Seit vielen Jahren versammeln sich am und um den 13. Februar in Dresden Nazis zu einem so genannten Trauermarsch. Am Jahrestag der Bombardierung Dresdens im Zweiten Weltkrieg verdrehen sie die Geschichte und nutzen den Mythos von der „unschuldigen Stadt“. Eine wirksame Strategie gegen den Naziaufmarsch konnte erstmals 2010 umgesetzt werden. Getragen von dem bundesweit und parteiübergreifend agierenden Bündnis „Nazifrei! – Dresden stellt sich quer“ versperrten damals Tausende Menschen die Route der Nazis. Dieser Erfolg wurde 2011 wiederholt, und 2012 sagten die Nazis ihren Großaufmarsch dann gleich ganz ab.
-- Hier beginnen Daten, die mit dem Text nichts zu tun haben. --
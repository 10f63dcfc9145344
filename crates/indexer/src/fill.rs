//! Populates a track record from its file's tags. Filling never fails:
//! extraction errors are recorded on the track itself so one unreadable
//! file cannot block the rest of a run.

use std::path::Path;
use std::sync::Arc;

use common::{NeedsIndexing, Track};
use metadata::MetadataError;
use tracing::warn;

use crate::album_key::generate_album_key;
use crate::external::{FileStat, TagReader};
use crate::fields;
use crate::rating;
use crate::unsplittable::join_unsplittable_metadata;

pub struct TrackFiller {
    tags: Arc<dyn TagReader>,
    stat: Arc<dyn FileStat>,
}

impl TrackFiller {
    pub fn new(tags: Arc<dyn TagReader>, stat: Arc<dyn FileStat>) -> Self {
        Self { tags, stat }
    }

    /// Fills `track` from its file. An essential fill stops after the
    /// fields the collection views cannot live without; a full fill also
    /// syncs file dates and the secondary tag fields.
    ///
    /// On failure the track keeps whatever was filled so far, records the
    /// reason, and — deliberately — keeps its previous `needs_indexing`
    /// value so the next run retries it.
    pub fn fill(&self, track: &mut Track, only_essential: bool) {
        if let Err(err) = self.try_fill(track, only_essential) {
            track.indexing_success = false;
            let message = err.to_string();
            track.indexing_failure_reason = if message.is_empty() {
                "Unknown error".to_string()
            } else {
                message
            };
            warn!(
                "Failed to index {}: {}",
                track.path, track.indexing_failure_reason
            );
        }
    }

    fn try_fill(&self, track: &mut Track, only_essential: bool) -> Result<(), FillError> {
        let path = Path::new(&track.path);
        let tag = self.tags.read_tags(path)?;

        let artists = join_unsplittable_metadata(&tag.artists);
        track.artists = fields::multi_text_field(&artists);

        track.rating = rating::popularity_to_star(u32::from(tag.rating_byte.unwrap_or(0)));
        track.file_name = common::file_name_of(&track.path);
        track.duration_ms = fields::number_field(tag.duration_ms);
        track.track_title = fields::text_field(tag.title.as_deref());
        track.track_number = fields::number_field(tag.track_no);
        track.file_size = self.stat.size_of(&track.path)?;

        let album_title = fields::text_field(tag.album.as_deref());
        let album_artists = join_unsplittable_metadata(&tag.album_artists);
        let key_artists = if album_artists.is_empty() {
            &artists
        } else {
            &album_artists
        };
        track.album_key = generate_album_key(&album_title, key_artists);
        track.album_key2 = generate_album_key(&album_title, &[]);
        track.album_key3 = generate_album_key(&common::parent_dir_of(&track.path), &[]);

        if !only_essential {
            let genres = join_unsplittable_metadata(&tag.genres);
            track.genres = fields::multi_text_field(&genres);
            track.album_title = album_title;
            track.album_artists = fields::multi_text_field(&album_artists);
            track.mime_type = metadata::mime_for_path(path);
            track.bit_rate = fields::number_field(tag.bit_rate);
            track.sample_rate = fields::number_field(tag.sample_rate);
            track.track_count = fields::number_field(tag.track_total);
            track.disc_number = fields::number_field(tag.disc_no);
            track.disc_count = fields::number_field(tag.disc_total);
            track.year = fields::number_field(tag.year);
            track.has_lyrics = tag
                .lyrics
                .map(|lyrics| !lyrics.trim().is_empty())
                .unwrap_or(false);

            let now = common::now_ticks();
            track.date_added = now;
            track.date_last_synced = now;
            track.date_file_created = self.stat.created_ticks(&track.path)?;
            track.date_file_modified = self.stat.modified_ticks(&track.path)?;
        }

        track.needs_indexing = NeedsIndexing::Done;
        track.needs_album_artwork_indexing = true;
        track.indexing_success = true;
        track.indexing_failure_reason.clear();
        Ok(())
    }
}

#[derive(Debug)]
enum FillError {
    Metadata(MetadataError),
    Io(std::io::Error),
}

impl std::fmt::Display for FillError {
    fn fmt(&self, f: &mut std::fmt::Formatter<'_>) -> std::fmt::Result {
        match self {
            FillError::Metadata(err) => write!(f, "{}", err),
            FillError::Io(err) => write!(f, "{}", err),
        }
    }
}

impl From<MetadataError> for FillError {
    fn from(err: MetadataError) -> Self {
        FillError::Metadata(err)
    }
}

impl From<std::io::Error> for FillError {
    fn from(err: std::io::Error) -> Self {
        FillError::Io(err)
    }
}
Auch in diesem Jahr werden am Freitag, 13. Februar, Busse aus Jena nach Dresden fahren, organisiert vom Jenaer Aktionsbündnis gegen Rechts und der JG Stadtmitte.  Tickets für die Bus gibt es in der JG Stadtmitte oder per Mail unter dresden@jg-stadtmitte.de. Abfahrt ist am Freitag, 13. Februar, 8 Uhr am Busbahnhof.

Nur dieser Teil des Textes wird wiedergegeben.